Gündelik hayatın bir rutini olan, ama işte öylesine kollarımızı açıp kapadığımız bir eyleme dönüşen sarılmak. Belki saysanız günde kaç kişiyi kucaklıyor, öpüyor, el sıkışıyorsunuz. Belki saysanız kaç kişiye mesaj atıyor, telefonla konuşuyor, iki dakikalık sohbetlerle zaman dolduruyorsunuz. Hayat bu ya, hep bir seferlik geçişlerle, iki dakikalık sohbetlerle, çabucak sarılmalarla, kısacık sevgilerle son buluyor. Unutmayın, hepimiz geçeceğiz bir sefer bu dünyadan, önemli olan o seferi unutturmamak.



Bugün Dünya Sarılma ve Kucaklaşma günüymüş. Öyle bir gün mü varmış diyeceksiniz. Bir araştırsanız nelerin, kimlerin günü var. Mesela şu aralar sosyal medyada 10 years challenge çok meşhur. Yani, anlayacağınız gündemi dolduran, günümüze bir anlam katan bir özellik illa bulunuyor. O günü özel kılan şey, insanın içinde uyandırdığı duygulardır. Birilerinin veya bir şeylerin –illa var olması gerekmiyor- yüreğinden ılık sular akıtan hislerdir.



Sarılmak deyip geçmeyin, o kadar büyük devaları var ki, belki bilseniz kollarınızı açıp kapamaktan ibaret olmadığını anlarsınız. Benim için en önemlilerini söyleyeyim size;



1. Acıyı azaltıyor: Düşünsenize kalbinizde, ruhunuzda açık bir yara, bir kağıt kesiği... Ne bir ilacı var bunun, ne de geçmesini umut ettiğiniz bir zaman dilimi. Sadece başka bir tenin sıcaklığında, size kendinizi değerli hissettiren bir tenin dokunuşunda kesiğin artık acıtmadığını, yaranın kabuk bağlamaya başladığını anlıyorsunuz.



2. Oksitosin Hormonu salgılar: “Hadi Canım! İki sarıldık diye aşık mı olacağız?” diyenleri duyar gibiyim. Oksitosin hormonu aşk ve mutluluk hormonudur. Evet, belki günde birkaç kişiye sarılınca aşık olmazsınız ya da her sarıldığınıza aşık olamazsınız. Ama bir gün belki hiç farkında olmadan o kişiye kollarınızı açmış olacaksınız. Bunun ekmeğini yemek için sarılmanın sadece kolları açıp kapamak anlamına gelmediğini öğrenmekle başlayabilirsiniz.  Ne demiş şair “ Sarılmak için yürek gerekir, kollar sonraki iş”
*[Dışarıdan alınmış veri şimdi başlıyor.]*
//! Todo use-case service.
//!
//! # Responsibility
//! - Provide todo CRUD, completion toggles and manual ordering.
//! - Group todos by day for the dated todo list.
//!
//! # Invariants
//! - Lists are sorted by `order` (unset sorts as 0); equal keys keep stored order.
//! - `reorder` assigns `order = index` to listed ids, then appends the rest
//!   in their stored relative order.
//! - Deleting an unknown todo succeeds.

use crate::clock::Clock;
use crate::model::{Todo, TodoId};
use crate::repo::{RecordRepository, RepoError, RepoResult};
use crate::store::CollectionStore;
use chrono::NaiveDate;
use log::info;
use std::collections::HashMap;

const SUB_TASK_COLLECTION: &str = "subtasks";

pub struct TodoService<S, C> {
    todos: RecordRepository<S, Todo>,
    clock: C,
}

impl<S, C> TodoService<S, C>
where
    S: CollectionStore<Todo>,
    C: Clock,
{
    pub fn new(todos: RecordRepository<S, Todo>, clock: C) -> Self {
        Self { todos, clock }
    }

    pub fn list_todos(&self) -> RepoResult<Vec<Todo>> {
        let mut todos = self.todos.list()?;
        todos.sort_by_key(Todo::sort_key);
        Ok(todos)
    }

    pub fn list_for_date(&self, date: NaiveDate) -> RepoResult<Vec<Todo>> {
        Ok(self
            .list_todos()?
            .into_iter()
            .filter(|todo| todo.date == date)
            .collect())
    }

    /// Distinct days that have todos, newest first.
    pub fn dates_desc(&self) -> RepoResult<Vec<NaiveDate>> {
        let mut dates: Vec<NaiveDate> = self.todos.list()?.into_iter().map(|todo| todo.date).collect();
        dates.sort_unstable_by(|a, b| b.cmp(a));
        dates.dedup();
        Ok(dates)
    }

    /// Stores a new todo. Without an explicit `order` it goes last.
    pub fn create_todo(&self, todo: Todo) -> RepoResult<Todo> {
        let todo = self.todos.create_with(todo, |existing, todo| {
            if todo.order.is_none() {
                let next = existing
                    .iter()
                    .map(|other| other.sort_key() + 1)
                    .max()
                    .unwrap_or(0);
                todo.order = Some(next);
            }
            Ok::<(), RepoError>(())
        })?;
        info!(
            "event=todo_create module=service status=ok todo_id={} date={}",
            todo.id, todo.date
        );
        Ok(todo)
    }

    pub fn update_todo(&self, id: &str, todo: Todo) -> RepoResult<Todo> {
        let todo = self.todos.replace(id, todo)?;
        info!("event=todo_update module=service status=ok todo_id={}", todo.id);
        Ok(todo)
    }

    pub fn delete_todo(&self, id: &str) -> RepoResult<()> {
        let removed = self.todos.delete(id)?;
        info!("event=todo_delete module=service status=ok todo_id={id} removed={removed}");
        Ok(())
    }

    pub fn toggle_completed(&self, id: &str) -> RepoResult<Todo> {
        self.mutate(id, |todo| {
            todo.completed = !todo.completed;
            Ok(())
        })
    }

    pub fn toggle_subtask(&self, todo_id: &str, sub_task_id: &str) -> RepoResult<Todo> {
        self.mutate(todo_id, |todo| {
            let sub_task = todo
                .sub_tasks
                .iter_mut()
                .find(|sub_task| sub_task.id == sub_task_id)
                .ok_or_else(|| RepoError::NotFound {
                    collection: SUB_TASK_COLLECTION,
                    id: sub_task_id.to_string(),
                })?;
            sub_task.completed = !sub_task.completed;
            Ok(())
        })
    }

    /// Applies a manual ordering. Unknown ids are ignored.
    pub fn reorder(&self, ordered_ids: &[TodoId]) -> RepoResult<Vec<Todo>> {
        let todos = self.todos.modify(|todos| {
            let mut remaining: Vec<Option<Todo>> = todos.drain(..).map(Some).collect();
            let index_by_id: HashMap<String, usize> = remaining
                .iter()
                .enumerate()
                .filter_map(|(index, todo)| todo.as_ref().map(|todo| (todo.id.clone(), index)))
                .collect();

            let mut reordered = Vec::with_capacity(remaining.len());
            for id in ordered_ids {
                let Some(todo) = index_by_id.get(id).and_then(|&index| remaining[index].take())
                else {
                    continue;
                };
                reordered.push(todo);
            }
            reordered.extend(remaining.into_iter().flatten());

            for (index, todo) in reordered.iter_mut().enumerate() {
                todo.order = u32::try_from(index).ok();
            }
            *todos = reordered;
            Ok(todos.clone())
        })?;
        info!(
            "event=todo_reorder module=service status=ok listed={} total={}",
            ordered_ids.len(),
            todos.len()
        );
        Ok(todos)
    }

    fn mutate(
        &self,
        id: &str,
        apply: impl FnOnce(&mut Todo) -> RepoResult<()>,
    ) -> RepoResult<Todo> {
        let todo = self.todos.modify(|todos| {
            let todo = todos
                .iter_mut()
                .find(|todo| todo.id == id)
                .ok_or_else(|| RepoError::not_found::<Todo>(id))?;
            apply(todo)?;
            Ok(todo.clone())
        })?;
        info!("event=todo_update module=service status=ok todo_id={}", todo.id);
        Ok(todo)
    }
}

#[cfg(test)]
mod tests {
    use super::*;
    use crate::clock::FixedClock;
    use crate::model::SubTask;
    use crate::progress::dates::parse_day;
    use crate::store::MemoryStore;

    fn service() -> TodoService<MemoryStore<Todo>, FixedClock> {
        TodoService::new(
            RecordRepository::new(MemoryStore::default()),
            FixedClock::on(parse_day("2026-10-19").unwrap()),
        )
    }

    fn texts(todos: &[Todo]) -> Vec<&str> {
        todos.iter().map(|todo| todo.text.as_str()).collect()
    }

    #[test]
    fn create_appends_order_and_list_sorts_by_it() {
        let service = service();
        let a = service.add_today("a").unwrap();
        let b = service.add_today("b").unwrap();
        assert_eq!((a.order, b.order), (Some(0), Some(1)));

        let mut first = Todo::new(a.date, "first", a.created_at);
        first.order = Some(0);
        service.create_todo(first).unwrap();
        assert_eq!(texts(&service.list_todos().unwrap()), vec!["a", "first", "b"]);
    }

    #[test]
    fn reorder_places_listed_ids_first_and_ignores_unknown() {
        let service = service();
        let a = service.add_today("a").unwrap();
        let b = service.add_today("b").unwrap();
        let c = service.add_today("c").unwrap();

        let todos = service
            .reorder(&[c.id.clone(), "ghost".to_string(), a.id.clone()])
            .unwrap();
        assert_eq!(texts(&todos), vec!["c", "a", "b"]);
        let orders: Vec<_> = todos.iter().map(|todo| todo.order).collect();
        assert_eq!(orders, vec![Some(0), Some(1), Some(2)]);
        assert_eq!(service.list_todos().unwrap()[2].id, b.id);
    }

    #[test]
    fn toggles_flip_todo_and_subtask() {
        let service = service();
        let mut todo = Todo::new(parse_day("2026-10-19").unwrap(), "pack", chrono::Utc::now());
        let sub_task = SubTask::new("socks");
        todo.sub_tasks.push(sub_task.clone());
        let todo = service.create_todo(todo).unwrap();

        assert!(service.toggle_completed(&todo.id).unwrap().completed);
        let toggled = service.toggle_subtask(&todo.id, &sub_task.id).unwrap();
        assert!(toggled.sub_tasks[0].completed);
        assert!(service.toggle_subtask(&todo.id, "nope").unwrap_err().is_not_found());
    }

    #[test]
    fn dates_are_distinct_newest_first_and_delete_is_idempotent() {
        let service = service();
        let now = chrono::Utc::now();
        for day in ["2026-10-17", "2026-10-19", "2026-10-17"] {
            service
                .create_todo(Todo::new(parse_day(day).unwrap(), day, now))
                .unwrap();
        }
        assert_eq!(
            service.dates_desc().unwrap(),
            vec![parse_day("2026-10-19").unwrap(), parse_day("2026-10-17").unwrap()]
        );
        assert_eq!(service.list_for_date(parse_day("2026-10-17").unwrap()).unwrap().len(), 2);

        service.delete_todo("missing").unwrap();
    }
}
3. Güven verir: İnsanoğlunun vermekte cimri almakta ısrarcı olduğu en kadim şey;  güven... İyi bir iletişimin yolu önce güven vermek, sonra sevmek, bunları yaparken de görev gibi değil, kendinden bir şeyler vererek, fedakârlıkla yapmak değil midir? Belki de hissettiğiniz şey bir eksikliktir, bir bütünün kaybı değil.



4. Rahat uyku uyumanızı sağlar: Bir de, güne güzel başlamanızı. Çünkü hayata nasıl bakarsan, o da sana öyle bakar. Gülümseyerek başladığın bir günün sana en güzel hediyesi aldığın tebessümdür. Denemekten ne çıkar diyeceğiniz bir neden daha...



Ve evet, daha saymakta sayfaların dolacağı birçok neden var, ama gazetenin yeri kısıtlı Aslında tek bir cümlelik ve belki de hepsinden çok daha özel ve çok daha geçerli bir madde daha var. Vaktin varken sarılmak. Sonra sarılamadığın, sarmayalamadığın, öperken kokusunu içine çekemediğin için çok geç kalırsın. Ve bu geç kalışın bir dönüşü olmaz. Henüz vakit varken, kollarınla yüreğine dokunabilecekken, nefesini duyabilecek özgürlüğe sahipken bırak salınsın kolların sevdiklerinin bedeninde. Sonra zaman sendeki bütün birikmişlikleri alıp, geriye keşkelerini bırakıyor.



Bugünün kıymetini bilmek için, sarılmakta geç kalarak andığınız insanların yokluğuyla sınanmayın. Acı oluyor, çok acı! Kollarınız o zaman açıldığında bile koca bir boşlukla kucaklaşmak zorunda kalıyor. İşte en büyük acı o boşluğun kimsesizliğidir.